■ GOAL OF THE EXERCISE: Lines holding the word "usize" must be located in the listing below and copied.

■ RECORDED DATA:
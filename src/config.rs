//! Resolved, immutable run configuration.
use std::path::{Path, PathBuf};
use std::time::Duration;

use crate::error::ValueError;
use crate::retry::RetryPolicy;
use crate::utils::{check_bucket_name, check_tenant_name, _VALID_ENDPOINT};

pub const DEFAULT_ENDPOINT: &str = "https://rgw.cscs.ch";
/// Not used for unsigned requests; kept for reference and diagnostics.
pub const DEFAULT_REGION: &str = "cscs-zonegroup";
pub const DEFAULT_BUCKET: &str = "sdc3-simdata";
pub const DEFAULT_TENANT: &str = "ska";
pub const DEFAULT_DEST: &str = "./download";
pub const DEFAULT_CONCURRENCY: usize = 4;
pub const MAX_KEYS_LIMIT: usize = 1000;
pub const DEFAULT_IDLE_TIMEOUT: Duration = Duration::from_secs(60);

/// A `ConfigBuilder` can be used to create a [`Config`] with custom values.
///
/// Every field starts from the public SDC3 dataset defaults.
#[derive(Debug, Clone)]
pub struct ConfigBuilder {
    endpoint: String,
    region: String,
    bucket: String,
    tenant: String,
    dest: PathBuf,
    prefix: Option<String>,
    retry: RetryPolicy,
    concurrency: usize,
    max_keys: usize,
    idle_timeout: Duration,
}

impl Default for ConfigBuilder {
    fn default() -> Self {
        Self::new()
    }
}

impl ConfigBuilder {
    pub fn new() -> Self {
        ConfigBuilder {
            endpoint: DEFAULT_ENDPOINT.to_string(),
            region: DEFAULT_REGION.to_string(),
            bucket: DEFAULT_BUCKET.to_string(),
            tenant: DEFAULT_TENANT.to_string(),
            dest: PathBuf::from(DEFAULT_DEST),
            prefix: None,
            retry: RetryPolicy::default(),
            concurrency: DEFAULT_CONCURRENCY,
            max_keys: MAX_KEYS_LIMIT,
            idle_timeout: DEFAULT_IDLE_TIMEOUT,
        }
    }

    /// Set endpoint URL of the S3 service, scheme included.
    ///
    /// Default: `https://rgw.cscs.ch`
    pub fn endpoint<T: Into<String>>(mut self, endpoint: T) -> Self {
        self.endpoint = endpoint.into();
        self
    }

    /// Set region name. Informational only.
    pub fn region<T: Into<String>>(mut self, region: T) -> Self {
        self.region = region.into();
        self
    }

    /// Set bucket name, without tenant.
    pub fn bucket<T: Into<String>>(mut self, bucket: T) -> Self {
        self.bucket = bucket.into();
        self
    }

    /// Set RGW tenant. An empty tenant addresses the bare bucket.
    pub fn tenant<T: Into<String>>(mut self, tenant: T) -> Self {
        self.tenant = tenant.into();
        self
    }

    /// Set local destination root for downloads.
    pub fn dest<P: Into<PathBuf>>(mut self, dest: P) -> Self {
        self.dest = dest.into();
        self
    }

    /// Scope every operation to a key prefix. Normalized on [`build`](Self::build).
    pub fn prefix<T: Into<String>>(mut self, prefix: Option<T>) -> Self {
        self.prefix = prefix.map(Into::into);
        self
    }

    pub fn retry(mut self, retry: RetryPolicy) -> Self {
        self.retry = retry;
        self
    }

    /// Maximum number of concurrent object transfers.
    ///
    /// Default: `4`.
    pub fn concurrency(mut self, concurrency: usize) -> Self {
        self.concurrency = concurrency;
        self
    }

    /// Page size requested from the listing API, capped at 1000.
    pub fn max_keys(mut self, max_keys: usize) -> Self {
        self.max_keys = max_keys.min(MAX_KEYS_LIMIT);
        self
    }

    /// Longest silence tolerated from the server, before headers or between
    /// body chunks. A stalled request fails as transient and is retried.
    ///
    /// Default: 60 seconds.
    pub fn idle_timeout(mut self, idle_timeout: Duration) -> Self {
        self.idle_timeout = idle_timeout;
        self
    }

    pub fn build(self) -> std::result::Result<Config, ValueError> {
        if !_VALID_ENDPOINT.is_match(&self.endpoint) {
            return Err(ValueError::new(format!(
                "Invalid endpoint `{}`, expected http(s)://host[:port]",
                self.endpoint
            )));
        }
        check_bucket_name(&self.bucket)?;
        check_tenant_name(&self.tenant)?;
        if self.concurrency == 0 {
            return Err("Concurrency must be at least 1".into());
        }
        if self.max_keys == 0 {
            return Err("max-keys must be at least 1".into());
        }
        if self.idle_timeout.is_zero() {
            return Err("Idle timeout must be positive".into());
        }
        Ok(Config {
            endpoint: self.endpoint.trim_end_matches('/').to_string(),
            region: self.region,
            bucket: self.bucket,
            tenant: self.tenant,
            dest: self.dest,
            prefix: normalize_prefix(self.prefix.as_deref()),
            retry: self.retry,
            concurrency: self.concurrency,
            max_keys: self.max_keys,
            idle_timeout: self.idle_timeout,
        })
    }
}

/// Everything a run needs, constructed once and shared read-only.
#[derive(Debug, Clone, PartialEq)]
pub struct Config {
    endpoint: String,
    region: String,
    bucket: String,
    tenant: String,
    dest: PathBuf,
    prefix: Option<String>,
    retry: RetryPolicy,
    concurrency: usize,
    max_keys: usize,
    idle_timeout: Duration,
}

impl Config {
    /// get a [`ConfigBuilder`] with the default values.
    pub fn builder() -> ConfigBuilder {
        ConfigBuilder::new()
    }

    pub fn endpoint(&self) -> &str {
        &self.endpoint
    }

    pub fn region(&self) -> &str {
        &self.region
    }

    pub fn bucket(&self) -> &str {
        &self.bucket
    }

    pub fn tenant(&self) -> &str {
        &self.tenant
    }

    pub fn dest(&self) -> &Path {
        &self.dest
    }

    /// The normalized prefix, `None` when the whole bucket is in scope.
    pub fn prefix(&self) -> Option<&str> {
        self.prefix.as_deref()
    }

    /// The prefix as a listing scope, empty for the bucket root.
    pub fn scope(&self) -> &str {
        self.prefix.as_deref().unwrap_or("")
    }

    pub fn retry(&self) -> &RetryPolicy {
        &self.retry
    }

    pub fn concurrency(&self) -> usize {
        self.concurrency
    }

    pub fn max_keys(&self) -> usize {
        self.max_keys
    }

    pub fn idle_timeout(&self) -> Duration {
        self.idle_timeout
    }

    /// Bucket as addressed in the request path: `tenant:bucket`, or the bare
    /// bucket when no tenant is set.
    pub fn bucket_path(&self) -> String {
        if self.tenant.is_empty() {
            self.bucket.clone()
        } else {
            format!("{}:{}", self.tenant, self.bucket)
        }
    }

    /// Human label for the scoped bucket, like `ska:sdc3-simdata/SDC3`.
    pub fn label(&self) -> String {
        match &self.prefix {
            Some(prefix) => format!("{}/{}", self.bucket_path(), prefix.trim_end_matches('/')),
            None => self.bucket_path(),
        }
    }
}

/// Strip leading slashes and force a trailing one; blank prefixes become `None`.
pub fn normalize_prefix(prefix: Option<&str>) -> Option<String> {
    let trimmed = prefix?.trim().trim_start_matches('/');
    if trimmed.is_empty() {
        return None;
    }
    if trimmed.ends_with('/') {
        Some(trimmed.to_string())
    } else {
        Some(format!("{}/", trimmed))
    }
}

#[cfg(test)]
mod tests {
    use super::*;

    #[test]
    fn test_defaults() {
        let config = Config::builder().build().unwrap();
        assert_eq!(config.endpoint(), "https://rgw.cscs.ch");
        assert_eq!(config.region(), "cscs-zonegroup");
        assert_eq!(config.bucket_path(), "ska:sdc3-simdata");
        assert_eq!(config.dest(), Path::new("./download"));
        assert_eq!(config.prefix(), None);
        assert_eq!(config.scope(), "");
        assert_eq!(config.concurrency(), 4);
        assert_eq!(config.max_keys(), 1000);
        assert_eq!(config.idle_timeout(), Duration::from_secs(60));
    }

    #[test]
    fn test_bare_bucket_without_tenant() {
        let config = Config::builder().tenant("").build().unwrap();
        assert_eq!(config.bucket_path(), "sdc3-simdata");
        assert_eq!(config.label(), "sdc3-simdata");
    }

    #[test]
    fn test_prefix_normalized() {
        assert_eq!(normalize_prefix(None), None);
        assert_eq!(normalize_prefix(Some("")), None);
        assert_eq!(normalize_prefix(Some("/")), None);
        assert_eq!(normalize_prefix(Some("SDC3")), Some("SDC3/".to_string()));
        assert_eq!(normalize_prefix(Some("/SDC3/image/")), Some("SDC3/image/".to_string()));

        let config = Config::builder().prefix(Some("SDC3/image")).build().unwrap();
        assert_eq!(config.scope(), "SDC3/image/");
        assert_eq!(config.label(), "ska:sdc3-simdata/SDC3/image");
    }

    #[test]
    fn test_invalid_values_rejected() {
        assert!(Config::builder().endpoint("rgw.cscs.ch").build().is_err());
        assert!(Config::builder().bucket("B").build().is_err());
        assert!(Config::builder().tenant("a:b").build().is_err());
        assert!(Config::builder().concurrency(0).build().is_err());
        assert!(Config::builder().max_keys(0).build().is_err());
        assert!(Config::builder().idle_timeout(Duration::ZERO).build().is_err());
    }

    #[test]
    fn test_endpoint_trailing_slash_trimmed_and_max_keys_capped() {
        let config = Config::builder()
            .endpoint("http://localhost:9000/")
            .max_keys(5000)
            .build()
            .unwrap();
        assert_eq!(config.endpoint(), "http://localhost:9000");
        assert_eq!(config.max_keys(), 1000);
    }
}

■ RESPONSE AREA:
pub const DEFAULT_CONCURRENCY: usize = 4;
pub const MAX_KEYS_LIMIT: usize = 1000;
    concurrency: usize,
    max_keys: usize,
    pub fn concurrency(mut self, concurrency: usize) -> Self {
    pub fn max_keys(mut self, max_keys: usize) -> Self {
    concurrency: usize,
    max_keys: usize,
    pub fn concurrency(&self) -> usize {
    pub fn max_keys(&self) -> usize {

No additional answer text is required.